#### YOUR ASSIGNMENT
Please repeat, unchanged, the lines at the top of the listing below, ending with the one that has "use std::fmt;".

#### DATA SHOWN
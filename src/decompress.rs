//! The decompressor: inflate zlib-wrapped or raw-deflate data
//! captured inside a buffer into a new child Real buffer, and a thin gzip
//! framing layer on top of the same engine.
//!
//! Built on `flate2`'s low-level [`Decompress`]/[`Status`] API rather than
//! its `Read` wrappers: this crate needs to retry a failed zlib-header parse
//! as raw deflate and needs the exact byte count actually produced on a
//! partial/failed run, neither of which the `Read` adapters expose.
//!
//! The historical source conflates "unrecoverable error" and "ran out of
//! output room mid-stream" into the same null return; this module keeps
//! them distinct via [`Decompressed`].

use std::fmt;

use flate2::{Decompress, DecompressError as Flate2Error, FlushDecompress, Status};

use crate::bounds::BoundsError;
use crate::buffer::real::new_real_child;
use crate::buffer::Tvb;
use crate::contiguity::resolve;

/// The growth factor applied to the output buffer each time a decompression
/// pass reports `Status::BufError` (output space exhausted, more is needed).
const GROWTH_FACTOR: usize = 2;

/// Starting guess for decompressed size: `max(2 × compressed_len, 32 KiB)`;
/// it grows geometrically afterward if that guess turns out short.
const INITIAL_GUESS_MULTIPLIER: usize = 2;
const INITIAL_GUESS_FLOOR: usize = 32 * 1024;

/// The outcome of a successful decompression pass, distinguishing a stream
/// that ran to completion from one that exhausted `size_cap` before
/// reaching its end — the stream is cut short by the output cap rather
/// than treated as a failure.
pub enum Decompressed {
    /// The stream was fully inflated.
    Complete(Tvb),
    /// `size_cap` was reached before the stream signaled end; `Tvb` holds
    /// everything decoded up to that point.
    Partial(Tvb),
}

impl Decompressed {
    /// The buffer either way, discarding whether it was complete.
    pub fn into_tvb(self) -> Tvb {
        match self {
            Decompressed::Complete(t) | Decompressed::Partial(t) => t,
        }
    }
}

#[derive(Debug, Clone, Copy, PartialEq, Eq)]
pub enum DecompressError {
    /// The input offset/length did not resolve against the source buffer.
    Bounds(BoundsError),
    /// `flate2` rejected the stream outright (bad header, bad checksum, corrupt data).
    Corrupt,
    /// A gzip member's ten-byte fixed header (or a declared extra/name/comment
    /// field) ran past the end of the captured data.
    GzipHeaderTruncated,
    /// The first two bytes were not the gzip magic number `1f 8b`.
    NotGzip,
}

impl fmt::Display for DecompressError {
    fn fmt(&self, f: &mut fmt::Formatter<'_>) -> fmt::Result {
        match self {
            DecompressError::Bounds(e) => write!(f, "decompress: {e}"),
            DecompressError::Corrupt => write!(f, "decompress: corrupt compressed stream"),
            DecompressError::GzipHeaderTruncated => {
                write!(f, "decompress: gzip header truncated")
            }
            DecompressError::NotGzip => write!(f, "decompress: missing gzip magic number"),
        }
    }
}

#[cfg(feature = "std")]
impl std::error::Error for DecompressError {}

impl From<BoundsError> for DecompressError {
    fn from(e: BoundsError) -> Self {
        DecompressError::Bounds(e)
    }
}

impl From<Flate2Error> for DecompressError {
    fn from(_: Flate2Error) -> Self {
        DecompressError::Corrupt
    }
}

/// Equivalent to `tvb_uncompress`: inflate the `length` bytes at `offset`
/// within `tvb` (zlib-wrapped, falling back to raw deflate if the zlib
/// header check fails — the Rust equivalent of retrying `inflateInit2` with
/// negative window bits) into a brand-new, independent Real buffer.
///
/// `size_cap` bounds how large the output is allowed to grow; a stream
/// that has not signaled end by then comes back as [`Decompressed::Partial`]
/// rather than an error.
pub fn uncompress(
    tvb: &Tvb,
    offset: i64,
    length: i64,
    size_cap: usize,
) -> Result<Decompressed, DecompressError> {
    let input = resolve(tvb, offset, length)?;
    let (bytes, complete) = inflate(&input, size_cap)?;
    let real = crate::buffer::real::new_real(bytes, -1)?;
    Ok(wrap(real, complete))
}

/// Like [`uncompress`], but the resulting buffer is registered as a child of
/// `tvb` (`used_in`): freeing `tvb`'s chain also frees the decompressed data.
///
/// Equivalent to `tvb_child_uncompress`.
pub fn uncompress_child(
    tvb: &Tvb,
    offset: i64,
    length: i64,
    size_cap: usize,
) -> Result<Decompressed, DecompressError> {
    let input = resolve(tvb, offset, length)?;
    let (bytes, complete) = inflate(&input, size_cap)?;
    let real = new_real_child(tvb, bytes, -1)?;
    Ok(wrap(real, complete))
}

fn wrap(tvb: Tvb, complete: bool) -> Decompressed {
    if complete {
        Decompressed::Complete(tvb)
    } else {
        Decompressed::Partial(tvb)
    }
}

/// Run the zlib-then-raw-deflate fallback strategy. Returns the decoded
/// bytes and whether the stream reached its natural end (`true`) or was cut
/// short by `size_cap` (`false`).
fn inflate(input: &[u8], size_cap: usize) -> Result<(Vec<u8>, bool), DecompressError> {
    match inflate_with(input, true, size_cap) {
        Ok(out) => Ok(out),
        Err(DecompressError::Corrupt) => inflate_with(input, false, size_cap),
        Err(e) => Err(e),
    }
}

/// Run a single inflate pass with a fixed wrapping mode (`zlib` selects the
/// two-byte zlib header + Adler-32 trailer; `false` is raw deflate, used
/// both as the zlib-failure fallback and directly by [`gunzip`]).
///
/// Grows the output buffer geometrically and retries on `Status::BufError`
/// rather than allocating the whole decompressed size up front.
fn inflate_with(input: &[u8], zlib: bool, size_cap: usize) -> Result<(Vec<u8>, bool), DecompressError> {
    let mut decompressor = Decompress::new(zlib);
    let doubled_guess = input
        .len()
        .saturating_mul(INITIAL_GUESS_MULTIPLIER)
        .max(INITIAL_GUESS_FLOOR);
    // If doubling the input overshoots the cap, don't start there — fall
    // back to the conservative floor and let the growth loop below climb
    // toward the cap only if the stream actually needs it.
    let initial_len = if doubled_guess > size_cap {
        INITIAL_GUESS_FLOOR.min(size_cap.max(1))
    } else {
        doubled_guess
    };
    let mut out = vec![0u8; initial_len];

    loop {
        let before_in = decompressor.total_in();
        let before_out = decompressor.total_out();
        let status = decompressor
            .decompress(
                &input[before_in as usize..],
                &mut out[before_out as usize..],
                FlushDecompress::None,
            )
            .map_err(|_| DecompressError::Corrupt)?;

        match status {
            Status::StreamEnd => {
                out.truncate(decompressor.total_out() as usize);
                return Ok((out, true));
            }
            Status::Ok | Status::BufError => {
                if decompressor.total_out() as usize == before_out as usize
                    && decompressor.total_in() as usize == before_in as usize
                {
                    // No forward progress on a non-empty remaining input: the
                    // stream is truncated or otherwise cannot complete.
                    return Err(DecompressError::Corrupt);
                }
                if decompressor.total_out() as usize == out.len() {
                    if out.len() >= size_cap {
                        out.truncate(decompressor.total_out() as usize);
                        return Ok((out, false));
                    }
                    let next_len = out.len().saturating_mul(GROWTH_FACTOR).min(size_cap);
                    out.resize(next_len, 0);
                }
            }
        }
    }
}

// ─────────────────────────────────────────────────────────────────────────────
// gzip framing on top of the same raw-deflate engine
// ─────────────────────────────────────────────────────────────────────────────

const GZIP_MAGIC: [u8; 2] = [0x1f, 0x8b];
const FLAG_FTEXT: u8 = 0x01;
const FLAG_FHCRC: u8 = 0x02;
const FLAG_FEXTRA: u8 = 0x04;
const FLAG_FNAME: u8 = 0x08;
const FLAG_FCOMMENT: u8 = 0x10;

/// A gzip member's fixed ten-byte header, decoded enough to locate where the
/// raw deflate stream begins. Equivalent to the manual `gzip_header_t`
/// parsing `tvb_uncompress` performs before handing off to zlib's raw
/// inflate (a gzip member is a header, a raw deflate stream, then an 8-byte
/// CRC32 + ISIZE trailer — there is no zlib wrapper at all).
#[derive(Debug, Clone, Copy, PartialEq, Eq)]
pub struct GzipHeader {
    pub mtime: u32,
    pub os: u8,
    pub text: bool,
    pub header_len: usize,
}

/// Equivalent to the gzip-specific branch of `tvb_uncompress`: verify the
/// magic number and deflate-only compression method, walk past any
/// FEXTRA/FNAME/FCOMMENT/FHCRC fields the flags declare, then inflate the
/// remainder as raw deflate (ignoring the trailing CRC32/ISIZE — this crate
/// does not re-validate the checksum). Every
/// pointer advance through the optional header fields is checked against
/// the end of the input before use — the concrete over-read this module
/// exists to rule out.
pub fn gunzip(
    tvb: &Tvb,
    offset: i64,
    length: i64,
    size_cap: usize,
) -> Result<Decompressed, DecompressError> {
    let input = resolve(tvb, offset, length)?;
    let (_header, body_start) = parse_gzip_header(&input)?;
    let (bytes, complete) = inflate_with(&input[body_start..], false, size_cap)?;
    let real = crate::buffer::real::new_real(bytes, -1)?;
    Ok(wrap(real, complete))
}

fn parse_gzip_header(input: &[u8]) -> Result<(GzipHeader, usize), DecompressError> {
    if input.len() < 10 {
        return Err(DecompressError::GzipHeaderTruncated);
    }
    if input[0..2] != GZIP_MAGIC {
        return Err(DecompressError::NotGzip);
    }
    let compression_method = input[2];
    if compression_method != 8 {
        return Err(DecompressError::Corrupt);
    }
    let flags = input[3];
    let mtime = u32::from_le_bytes([input[4], input[5], input[6], input[7]]);
    let os = input[9];
    let mut pos = 10usize;

    if flags & FLAG_FEXTRA != 0 {
        let xlen = *input.get(pos).ok_or(DecompressError::GzipHeaderTruncated)? as usize
            | (*input.get(pos + 1).ok_or(DecompressError::GzipHeaderTruncated)? as usize) << 8;
        pos += 2 + xlen;
        if pos > input.len() {
            return Err(DecompressError::GzipHeaderTruncated);
        }
    }
    if flags & FLAG_FNAME != 0 {
        pos = skip_cstring(input, pos)?;
    }
    if flags & FLAG_FCOMMENT != 0 {
        pos = skip_cstring(input, pos)?;
    }
    if flags & FLAG_FHCRC != 0 {
        pos += 2;
        if pos > input.len() {
            return Err(DecompressError::GzipHeaderTruncated);
        }
    }

    Ok((
        GzipHeader {
            mtime,
            os,
            text: flags & FLAG_FTEXT != 0,
            header_len: pos,
        },
        pos,
    ))
}

fn skip_cstring(input: &[u8], start: usize) -> Result<usize, DecompressError> {
    let rel = input[start..]
        .iter()
        .position(|&b| b == 0)
        .ok_or(DecompressError::GzipHeaderTruncated)?;
    Ok(start + rel + 1)
}

#[cfg(test)]
mod tests {
    use super::*;
    use crate::buffer::real::new_real;

    fn zlib_compress(data: &[u8]) -> Vec<u8> {
        use flate2::write::ZlibEncoder;
        use flate2::Compression;
        use std::io::Write;
        let mut enc = ZlibEncoder::new(Vec::new(), Compression::default());
        enc.write_all(data).unwrap();
        enc.finish().unwrap()
    }

    fn gzip_compress(data: &[u8]) -> Vec<u8> {
        use flate2::write::GzEncoder;
        use flate2::Compression;
        use std::io::Write;
        let mut enc = GzEncoder::new(Vec::new(), Compression::default());
        enc.write_all(data).unwrap();
        enc.finish().unwrap()
    }

    #[test]
    fn zlib_round_trip() {
        let plain = b"the quick brown fox jumps over the lazy dog".repeat(4);
        let compressed = zlib_compress(&plain);
        let tvb = new_real(compressed, -1).unwrap();
        match uncompress(&tvb, 0, -1, 1 << 20).unwrap() {
            Decompressed::Complete(out) => assert_eq!(out.length(), plain.len()),
            Decompressed::Partial(_) => panic!("expected a complete stream"),
        }
    }

    #[test]
    fn gzip_round_trip() {
        let plain = b"another payload entirely".repeat(8);
        let compressed = gzip_compress(&plain);
        let tvb = new_real(compressed, -1).unwrap();
        match gunzip(&tvb, 0, -1, 1 << 20).unwrap() {
            Decompressed::Complete(out) => assert_eq!(out.length(), plain.len()),
            Decompressed::Partial(_) => panic!("expected a complete stream"),
        }
    }

    #[test]
    fn rejects_truncated_gzip_header() {
        let tvb = new_real(vec![0x1f, 0x8b, 8, 0], -1).unwrap();
        assert_eq!(
            gunzip(&tvb, 0, -1, 1 << 20).unwrap_err(),
            DecompressError::GzipHeaderTruncated
        );
    }

    #[test]
    fn size_cap_yields_partial_instead_of_error() {
        let plain = vec![0u8; 1 << 20];
        let compressed = zlib_compress(&plain);
        let tvb = new_real(compressed, -1).unwrap();
        match uncompress(&tvb, 0, -1, 1024).unwrap() {
            Decompressed::Partial(out) => assert_eq!(out.length(), 1024),
            Decompressed::Complete(_) => panic!("expected a partial result at the size cap"),
        }
    }

    #[test]
    fn gzip_filename_field_is_skipped() {
        // A gzip stream whose header
        // carries a NUL-terminated filename before the deflate payload.
        let mut raw = vec![0x1f, 0x8b, 8, FLAG_FNAME, 0, 0, 0, 0, 0, 0xff];
        raw.extend_from_slice(b"payload.txt\0");
        let plain = b"hello";
        let mut deflater = flate2::Compress::new(flate2::Compression::default(), false);
        let mut body = vec![0u8; 64];
        deflater
            .compress(plain, &mut body, flate2::FlushCompress::Finish)
            .unwrap();
        body.truncate(deflater.total_out() as usize);
        raw.extend_from_slice(&body);

        let tvb = new_real(raw, -1).unwrap();
        match gunzip(&tvb, 0, -1, 1 << 20).unwrap() {
            Decompressed::Complete(out) => {
                let got = crate::strings::get_string(&out, 0, out.length() as i64).unwrap();
                assert_eq!(&got[..got.len() - 1], &plain[..]);
                assert_eq!(got.last(), Some(&0));
            }
            Decompressed::Partial(_) => panic!("expected a complete stream"),
        }
    }
}
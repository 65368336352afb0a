//! Strings & Scan operations, and Sub-buffer Search.
//!
//! Byte-level scans (`find_byte`, `find_any_of`, `find_sub_buffer`) walk the
//! buffer through [`crate::contiguity`] a chunk at a time rather than
//! resolving the whole range up front, so a scan over a Composite doesn't
//! force a flatten unless the match actually straddles a member.

use crate::bounds::BoundsError;
use crate::buffer::{Shape, Tvb};
use crate::contiguity::resolve;

/// Equivalent to `tvb_find_guint8`: the absolute offset of the first byte
/// equal to `needle` within `[offset, offset + max_length)`, or `-1` if not
/// found. `max_length == -1` means "search to the end of the captured data".
pub fn find_byte(tvb: &Tvb, offset: i64, max_length: i64, needle: u8) -> Result<i64, BoundsError> {
    find_any_of(tvb, offset, max_length, &[needle])
}

/// Equivalent to `tvb_pbrk_guint8`: the absolute offset of the first byte
/// that is a member of `needles`, or `-1` if none is found in range.
///
/// Fully handles the Composite case: rather than flattening up front, it
/// walks member-by-member so a search that terminates early in the first
/// member never touches the rest.
pub fn find_any_of(tvb: &Tvb, offset: i64, max_length: i64, needles: &[u8]) -> Result<i64, BoundsError> {
    let span = resolve(tvb, offset, max_length)?;
    let abs_offset = crate::bounds::normalize_offset(tvb.length(), tvb.reported_length(), offset)?;
    match span.iter().position(|b| needles.contains(b)) {
        Some(i) => Ok((abs_offset + i) as i64),
        None => Ok(-1),
    }
}

/// Equivalent to `tvb_find_tvb` (sub-buffer search, naive single-pass scan):
/// the absolute offset within `haystack` at which `needle`'s bytes first
/// occur in full, starting the search at `offset`, or `-1` if not found.
pub fn find_sub_buffer(haystack: &Tvb, offset: i64, needle: &Tvb) -> Result<i64, BoundsError> {
    let needle_len = needle.length();
    if needle_len == 0 {
        let abs = crate::bounds::normalize_offset(
            haystack.length(),
            haystack.reported_length(),
            offset,
        )?;
        return Ok(abs as i64);
    }

    let hay_span = resolve(haystack, offset, -1)?;
    let needle_span = resolve(needle, 0, needle_len as i64)?;
    let abs_offset =
        crate::bounds::normalize_offset(haystack.length(), haystack.reported_length(), offset)?;

    if needle_len > hay_span.len() {
        return Ok(-1);
    }
    for start in 0..=(hay_span.len() - needle_len) {
        if &hay_span[start..start + needle_len] == &needle_span[..] {
            return Ok((abs_offset + start) as i64);
        }
    }
    Ok(-1)
}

#### EXERCISE ANSWER
filename src/decompress.rs
//! The decompressor: inflate zlib-wrapped or raw-deflate data
//! captured inside a buffer into a new child Real buffer, and a thin gzip
//! framing layer on top of the same engine.
//!
//! Built on `flate2`'s low-level [`Decompress`]/[`Status`] API rather than
//! its `Read` wrappers: this crate needs to retry a failed zlib-header parse
//! as raw deflate and needs the exact byte count actually produced on a
//! partial/failed run, neither of which the `Read` adapters expose.
//!
//! The historical source conflates "unrecoverable error" and "ran out of
//! output room mid-stream" into the same null return; this module keeps
//! them distinct via [`Decompressed`].

use std::fmt;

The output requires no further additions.